_Exercise details_
Every line in the listing below from the one with "if self.connect_attempts == 0" through the one with "pub fn discord_token()" is to be reproduced exactly, both ends included; leave out the rest.

_The data_
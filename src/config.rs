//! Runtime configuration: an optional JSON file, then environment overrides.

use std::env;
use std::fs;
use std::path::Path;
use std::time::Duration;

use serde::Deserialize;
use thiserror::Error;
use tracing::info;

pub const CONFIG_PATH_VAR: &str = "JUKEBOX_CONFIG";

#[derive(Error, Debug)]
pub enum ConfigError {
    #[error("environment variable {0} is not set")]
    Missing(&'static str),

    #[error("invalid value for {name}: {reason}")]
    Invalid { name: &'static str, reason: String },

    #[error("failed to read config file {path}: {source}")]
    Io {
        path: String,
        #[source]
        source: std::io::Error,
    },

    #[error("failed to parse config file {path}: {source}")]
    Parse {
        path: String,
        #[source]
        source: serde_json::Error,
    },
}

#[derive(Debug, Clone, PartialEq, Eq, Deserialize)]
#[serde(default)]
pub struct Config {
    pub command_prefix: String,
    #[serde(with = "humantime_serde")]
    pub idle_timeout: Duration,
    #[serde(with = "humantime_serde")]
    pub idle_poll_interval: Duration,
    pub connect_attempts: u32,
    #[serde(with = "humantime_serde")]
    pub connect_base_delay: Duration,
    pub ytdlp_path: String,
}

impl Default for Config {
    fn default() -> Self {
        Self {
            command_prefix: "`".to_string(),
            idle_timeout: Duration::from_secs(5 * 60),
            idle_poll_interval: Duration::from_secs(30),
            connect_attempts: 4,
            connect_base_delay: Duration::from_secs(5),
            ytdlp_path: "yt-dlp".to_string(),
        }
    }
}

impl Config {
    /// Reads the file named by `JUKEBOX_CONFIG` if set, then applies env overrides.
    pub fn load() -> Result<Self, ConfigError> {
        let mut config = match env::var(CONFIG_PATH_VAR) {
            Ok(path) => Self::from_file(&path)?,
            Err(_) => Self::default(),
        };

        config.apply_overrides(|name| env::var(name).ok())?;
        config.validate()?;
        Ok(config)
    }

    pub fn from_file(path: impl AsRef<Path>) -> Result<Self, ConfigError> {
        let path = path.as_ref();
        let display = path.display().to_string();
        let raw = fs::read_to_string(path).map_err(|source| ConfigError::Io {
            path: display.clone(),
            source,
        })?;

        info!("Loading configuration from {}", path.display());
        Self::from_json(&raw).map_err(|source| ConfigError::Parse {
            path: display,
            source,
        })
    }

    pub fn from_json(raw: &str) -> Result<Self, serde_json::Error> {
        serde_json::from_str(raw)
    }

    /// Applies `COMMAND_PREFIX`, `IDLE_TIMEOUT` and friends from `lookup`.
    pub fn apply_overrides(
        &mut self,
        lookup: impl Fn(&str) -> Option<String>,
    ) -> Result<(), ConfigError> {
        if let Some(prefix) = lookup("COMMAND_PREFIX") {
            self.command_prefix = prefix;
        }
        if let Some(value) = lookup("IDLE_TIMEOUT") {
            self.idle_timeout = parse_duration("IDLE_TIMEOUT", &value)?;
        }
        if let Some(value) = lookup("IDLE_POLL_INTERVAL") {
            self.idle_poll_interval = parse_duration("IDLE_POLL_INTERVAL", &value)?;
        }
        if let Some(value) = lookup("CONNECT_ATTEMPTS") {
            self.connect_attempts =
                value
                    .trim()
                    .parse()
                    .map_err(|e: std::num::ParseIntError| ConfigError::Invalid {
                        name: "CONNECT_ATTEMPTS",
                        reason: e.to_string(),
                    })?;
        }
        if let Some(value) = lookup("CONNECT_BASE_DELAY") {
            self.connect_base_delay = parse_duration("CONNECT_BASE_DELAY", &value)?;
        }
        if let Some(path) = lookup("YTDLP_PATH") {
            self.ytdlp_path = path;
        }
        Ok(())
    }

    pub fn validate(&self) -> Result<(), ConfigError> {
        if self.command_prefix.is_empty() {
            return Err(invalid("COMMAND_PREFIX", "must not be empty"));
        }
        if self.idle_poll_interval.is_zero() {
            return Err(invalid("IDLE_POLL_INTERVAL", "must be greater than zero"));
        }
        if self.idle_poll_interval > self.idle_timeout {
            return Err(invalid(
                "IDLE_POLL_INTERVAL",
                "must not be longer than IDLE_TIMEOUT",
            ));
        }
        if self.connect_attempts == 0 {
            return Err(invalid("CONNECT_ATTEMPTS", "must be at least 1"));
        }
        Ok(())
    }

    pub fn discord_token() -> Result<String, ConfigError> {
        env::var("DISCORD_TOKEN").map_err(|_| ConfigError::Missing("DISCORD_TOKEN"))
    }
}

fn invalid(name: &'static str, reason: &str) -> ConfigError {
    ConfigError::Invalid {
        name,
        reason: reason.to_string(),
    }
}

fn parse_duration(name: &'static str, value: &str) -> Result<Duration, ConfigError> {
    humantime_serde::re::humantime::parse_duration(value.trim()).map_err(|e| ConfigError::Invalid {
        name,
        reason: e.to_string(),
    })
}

---

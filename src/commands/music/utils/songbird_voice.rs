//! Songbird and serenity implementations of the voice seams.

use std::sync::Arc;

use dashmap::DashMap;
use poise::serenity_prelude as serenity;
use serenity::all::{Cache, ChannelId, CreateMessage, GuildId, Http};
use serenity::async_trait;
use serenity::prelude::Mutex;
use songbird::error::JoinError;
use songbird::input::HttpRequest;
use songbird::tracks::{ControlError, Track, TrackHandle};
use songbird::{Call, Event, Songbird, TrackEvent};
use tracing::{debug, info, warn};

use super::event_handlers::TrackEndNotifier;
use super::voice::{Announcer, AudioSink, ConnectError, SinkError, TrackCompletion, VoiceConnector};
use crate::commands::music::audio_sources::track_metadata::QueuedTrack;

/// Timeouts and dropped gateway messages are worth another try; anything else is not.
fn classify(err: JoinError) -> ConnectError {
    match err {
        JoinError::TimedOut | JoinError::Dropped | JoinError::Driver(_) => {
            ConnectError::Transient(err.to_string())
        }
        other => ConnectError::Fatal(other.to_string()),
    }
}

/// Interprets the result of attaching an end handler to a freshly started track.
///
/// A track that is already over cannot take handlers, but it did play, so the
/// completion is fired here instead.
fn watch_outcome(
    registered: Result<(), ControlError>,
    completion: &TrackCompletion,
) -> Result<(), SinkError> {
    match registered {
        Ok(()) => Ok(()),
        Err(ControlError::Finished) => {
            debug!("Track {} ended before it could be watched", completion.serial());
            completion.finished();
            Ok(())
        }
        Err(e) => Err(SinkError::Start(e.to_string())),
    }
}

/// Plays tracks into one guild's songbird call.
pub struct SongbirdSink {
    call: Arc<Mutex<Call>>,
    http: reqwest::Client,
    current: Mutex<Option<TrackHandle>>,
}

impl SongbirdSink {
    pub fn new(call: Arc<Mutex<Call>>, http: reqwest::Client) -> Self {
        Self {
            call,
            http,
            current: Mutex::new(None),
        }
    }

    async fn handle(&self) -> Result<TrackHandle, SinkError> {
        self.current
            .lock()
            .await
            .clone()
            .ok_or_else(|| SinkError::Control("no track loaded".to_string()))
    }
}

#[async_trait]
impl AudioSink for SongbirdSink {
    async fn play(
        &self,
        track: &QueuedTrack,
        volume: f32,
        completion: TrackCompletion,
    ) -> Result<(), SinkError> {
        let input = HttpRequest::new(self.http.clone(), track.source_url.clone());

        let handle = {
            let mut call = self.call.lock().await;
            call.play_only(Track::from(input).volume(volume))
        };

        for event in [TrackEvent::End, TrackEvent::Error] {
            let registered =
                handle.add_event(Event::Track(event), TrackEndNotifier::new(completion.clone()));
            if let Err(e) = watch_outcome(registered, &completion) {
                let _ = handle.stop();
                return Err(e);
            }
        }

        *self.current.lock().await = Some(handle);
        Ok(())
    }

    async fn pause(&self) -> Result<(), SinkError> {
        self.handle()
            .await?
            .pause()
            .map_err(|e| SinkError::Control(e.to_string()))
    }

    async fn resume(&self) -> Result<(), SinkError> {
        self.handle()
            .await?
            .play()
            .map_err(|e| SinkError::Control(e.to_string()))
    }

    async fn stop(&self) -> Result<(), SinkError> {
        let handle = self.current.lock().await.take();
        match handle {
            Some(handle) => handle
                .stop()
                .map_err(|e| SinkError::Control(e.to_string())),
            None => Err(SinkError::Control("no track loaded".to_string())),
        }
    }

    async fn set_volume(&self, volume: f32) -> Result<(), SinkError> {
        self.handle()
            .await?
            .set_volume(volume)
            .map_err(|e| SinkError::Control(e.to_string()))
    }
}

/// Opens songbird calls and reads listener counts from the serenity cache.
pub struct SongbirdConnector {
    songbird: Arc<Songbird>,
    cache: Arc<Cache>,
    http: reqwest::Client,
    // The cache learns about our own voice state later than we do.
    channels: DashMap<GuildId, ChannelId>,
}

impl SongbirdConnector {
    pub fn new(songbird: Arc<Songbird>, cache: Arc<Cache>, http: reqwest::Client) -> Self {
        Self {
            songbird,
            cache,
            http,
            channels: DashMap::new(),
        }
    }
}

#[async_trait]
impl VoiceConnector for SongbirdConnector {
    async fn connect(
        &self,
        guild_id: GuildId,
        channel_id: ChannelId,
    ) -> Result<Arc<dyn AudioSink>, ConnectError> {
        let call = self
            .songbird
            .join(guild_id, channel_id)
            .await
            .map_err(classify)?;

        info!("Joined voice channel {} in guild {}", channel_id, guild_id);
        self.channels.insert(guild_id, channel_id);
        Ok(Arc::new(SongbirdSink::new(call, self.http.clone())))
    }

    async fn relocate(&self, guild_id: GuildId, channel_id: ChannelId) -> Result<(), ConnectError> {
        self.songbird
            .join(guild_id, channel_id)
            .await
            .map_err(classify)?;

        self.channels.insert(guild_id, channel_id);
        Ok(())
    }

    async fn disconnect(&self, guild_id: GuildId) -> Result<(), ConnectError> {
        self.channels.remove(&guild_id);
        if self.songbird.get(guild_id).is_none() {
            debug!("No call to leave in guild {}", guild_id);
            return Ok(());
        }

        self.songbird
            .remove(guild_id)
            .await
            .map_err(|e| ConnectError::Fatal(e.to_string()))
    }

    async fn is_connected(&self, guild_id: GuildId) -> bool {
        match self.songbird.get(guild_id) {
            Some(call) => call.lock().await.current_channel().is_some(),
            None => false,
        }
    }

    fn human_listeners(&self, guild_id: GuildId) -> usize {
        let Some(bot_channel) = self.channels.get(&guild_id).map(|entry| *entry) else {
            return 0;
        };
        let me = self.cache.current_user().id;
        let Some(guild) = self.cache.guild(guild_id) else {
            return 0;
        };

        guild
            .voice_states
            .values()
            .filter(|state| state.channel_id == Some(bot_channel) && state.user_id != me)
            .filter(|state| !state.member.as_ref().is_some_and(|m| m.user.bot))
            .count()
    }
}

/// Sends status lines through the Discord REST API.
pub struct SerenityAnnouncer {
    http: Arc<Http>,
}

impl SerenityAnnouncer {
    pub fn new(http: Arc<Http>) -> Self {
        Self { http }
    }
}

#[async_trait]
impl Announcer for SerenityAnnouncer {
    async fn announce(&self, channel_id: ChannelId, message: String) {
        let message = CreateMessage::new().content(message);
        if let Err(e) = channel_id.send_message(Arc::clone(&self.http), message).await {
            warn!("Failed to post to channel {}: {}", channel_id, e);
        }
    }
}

_Written reply_
        if self.connect_attempts == 0 {
            return Err(invalid("CONNECT_ATTEMPTS", "must be at least 1"));
        }
        Ok(())
    }

    pub fn discord_token() -> Result<String, ConfigError> {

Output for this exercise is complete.